The purpose of this study was to determine how localized changes in sediment redox behavior influence remobilization of As and U within impacted stream sediments of the Cave Hills uranium mining region. Five pore-water equilibration samplers (peepers) were spatially and temporally deployed, and As and U sediment pore water concentrations and speciation were determined and correlated to iron reduction, ORP, and pH behavior.
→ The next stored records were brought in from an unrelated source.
//! Best-effort catalog enrichment of the tracks already in the processed
//! store. Nothing here can fail the primary ETL result: every problem ends up
//! as a counter in [`EnrichmentSummary`].

use serde::Serialize;
use std::sync::Arc;
use std::time::Duration;
use tracing::{info, info_span, warn, Instrument};

use crate::app::ports::CatalogPort;
use crate::constants::CATALOG_SOURCE;
use crate::metrics::EnrichmentMetrics;
use crate::pipeline::ingestion::rate_limiter::RateLimiter;
use crate::pipeline::ingestion::retry::{with_retry, RetryPolicy, SourceOutcome};
use crate::pipeline::Shutdown;
use crate::storage::Storage;
use crate::types::TrackKey;

/// Counters for one enrichment pass
#[derive(Debug, Clone, Default, PartialEq, Serialize)]
pub struct EnrichmentSummary {
    pub candidates: usize,
    pub skipped_existing: usize,
    pub enriched: usize,
    pub not_found: usize,
    pub failed: usize,
    pub interrupted: bool,
    /// Set when the pass stopped early because the store was unusable
    pub error: Option<String>,
}

enum LookupOutcome {
    Enriched,
    NotFound,
    Failed,
}

pub struct TrackEnricher {
    catalog: Arc<dyn CatalogPort>,
    storage: Arc<dyn Storage>,
    policy: RetryPolicy,
    limiter: RateLimiter,
    refresh: bool,
    shutdown: Shutdown,
}

impl TrackEnricher {
    pub fn new(catalog: Arc<dyn CatalogPort>, storage: Arc<dyn Storage>) -> Self {
        Self {
            catalog,
            storage,
            policy: RetryPolicy::catalog(),
            limiter: RateLimiter::new(Duration::from_secs(1)),
            refresh: false,
            shutdown: Shutdown::default(),
        }
    }

    pub fn with_policy(mut self, policy: RetryPolicy) -> Self {
        self.policy = policy;
        self
    }

    pub fn with_pacing(mut self, interval: Duration) -> Self {
        self.limiter = RateLimiter::new(interval);
        self
    }

    /// Re-query tracks that already have an enrichment row.
    pub fn with_refresh(mut self, refresh: bool) -> Self {
        self.refresh = refresh;
        self
    }

    pub fn with_shutdown(mut self, shutdown: Shutdown) -> Self {
        self.shutdown = shutdown;
        self
    }

    pub async fn enrich_all(&self) -> EnrichmentSummary {
        let mut summary = EnrichmentSummary::default();
        let candidates = match self.storage.distinct_tracks().await {
            Ok(keys) => keys,
            Err(e) => {
                warn!(error = %e, "cannot list tracks for enrichment");
                summary.error = Some(e.to_string());
                return summary;
            }
        };
        summary.candidates = candidates.len();
        info!(candidates = summary.candidates, refresh = self.refresh, "starting enrichment");

        for key in &candidates {
            if self.shutdown.is_requested() {
                summary.interrupted = true;
                break;
            }
            if !self.refresh {
                match self.storage.enrichment_exists(key).await {
                    Ok(true) => {
                        summary.skipped_existing += 1;
                        continue;
                    }
                    Ok(false) => {}
                    Err(e) if e.is_row_level() => {
                        warn!(track = %key, error = %e, "enrichment lookup failed");
                        summary.failed += 1;
                        continue;
                    }
                    Err(e) => {
                        summary.error = Some(e.to_string());
                        break;
                    }
                }
            }

            let span = info_span!("enrich", track = %key.track_name, artist = %key.artist_name);
            match self.enrich_one(key).instrument(span).await {
                Ok(LookupOutcome::Enriched) => summary.enriched += 1,
                Ok(LookupOutcome::NotFound) => summary.not_found += 1,
                Ok(LookupOutcome::Failed) => summary.failed += 1,
                Err(message) => {
                    summary.failed += 1;
                    summary.error = Some(message);
                    break;
                }
            }
        }

        info!(
            enriched = summary.enriched,
            skipped = summary.skipped_existing,
            not_found = summary.not_found,
            failed = summary.failed,
            "enrichment finished"
        );
        summary
    }

    /// `Err` only for a store-level failure that should end the pass.
    async fn enrich_one(&self, key: &TrackKey) -> Result<LookupOutcome, String> {
        let _pace = self.limiter.acquire().await;

        let uuid = match with_retry(&self.policy, CATALOG_SOURCE, |_| {
            self.catalog.search_song(&key.track_name, &key.artist_name)
        })
        .await
        {
            SourceOutcome::Available { data: Some(uuid), .. } => uuid,
            SourceOutcome::Available { data: None, .. } => {
                info!("no catalog match");
                EnrichmentMetrics::record_lookup("not_found");
                return Ok(LookupOutcome::NotFound);
            }
            SourceOutcome::Unavailable { last_error, .. } => {
                warn!(error = %last_error, "catalog search failed");
                EnrichmentMetrics::record_lookup("failed");
                return Ok(LookupOutcome::Failed);
            }
        };

        let details = with_retry(&self.policy, CATALOG_SOURCE, |_| {
            self.catalog.song_details(&uuid)
        })
        .await;
        let song = match details {
            SourceOutcome::Available { data, .. } => data,
            SourceOutcome::Unavailable { last_error, .. } => {
                warn!(%uuid, error = %last_error, "catalog details failed");
                EnrichmentMetrics::record_lookup("failed");
                return Ok(LookupOutcome::Failed);
            }
        };

        let record = song.into_record(key, &uuid);
        match self.storage.upsert_enrichment(&record).await {
            Ok(()) => {
                info!(%uuid, "track enriched");
                EnrichmentMetrics::record_lookup("enriched");
                Ok(LookupOutcome::Enriched)
            }
            Err(e) if e.is_row_level() => {
                warn!(%uuid, error = %e, "enrichment row rejected");
                EnrichmentMetrics::record_lookup("failed");
                Ok(LookupOutcome::Failed)
            }
            Err(e) => Err(e.to_string()),
        }
    }
}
Soil cores collected adjacent to pore water sampler locations were analyzed for solid-phase metal concentration using XRF. For conditions within the sedimentation pond adjacent to existing mine tailings, redox was consistently +200mV, and As concentrations increased as a function of depth for both the solid (53 mg/kg maximum) and aqueous phases (108 μg/L maximum), with As(V) existing as the predominant arsenic phase at depths greater than 5cm. Approximately 2 km downstream of the sedimentation pond at a wetlands-dominated deposition zone, oxidizing condition again existed throughout depth, and As(V) was the predominant As specie. Surface water concentrations of As (490 μg/L) were 25x background concentrations and were significantly greater than measured at the same site 3 months prior (<10 μg/L) during high-seasonal flow, suggesting seasonal conditions influence As transport. Pore-water U concentrations (781 μg/L) were 3.5x greater than the surface water, and approximately 40x background concentration. Solid phase As (53 mg/kg) and U (32 mg/kg) were consistent throughout depth, indicating that solid phase dissolution is actively occurring. For the sampling site near the Bowman-Haley reservoir backwaters, reducing conditions began directly below the sediment-water interface, and Fe(II) concentrations increased with depth as a result of iron reduction. Pore-water As concentrations peaked (41.6 μg/L) below the sediment-water interface while As(III)/As(V) ratios decreased with depth, promoting the formation of mobile As(III) under these iron reducing conditions. The study results suggest that localized redox conditions, especially those dominated by (bio)geochemically-influenced iron reductive processes, appear to influence both As and U behavior from within these contaminant watershed sediments.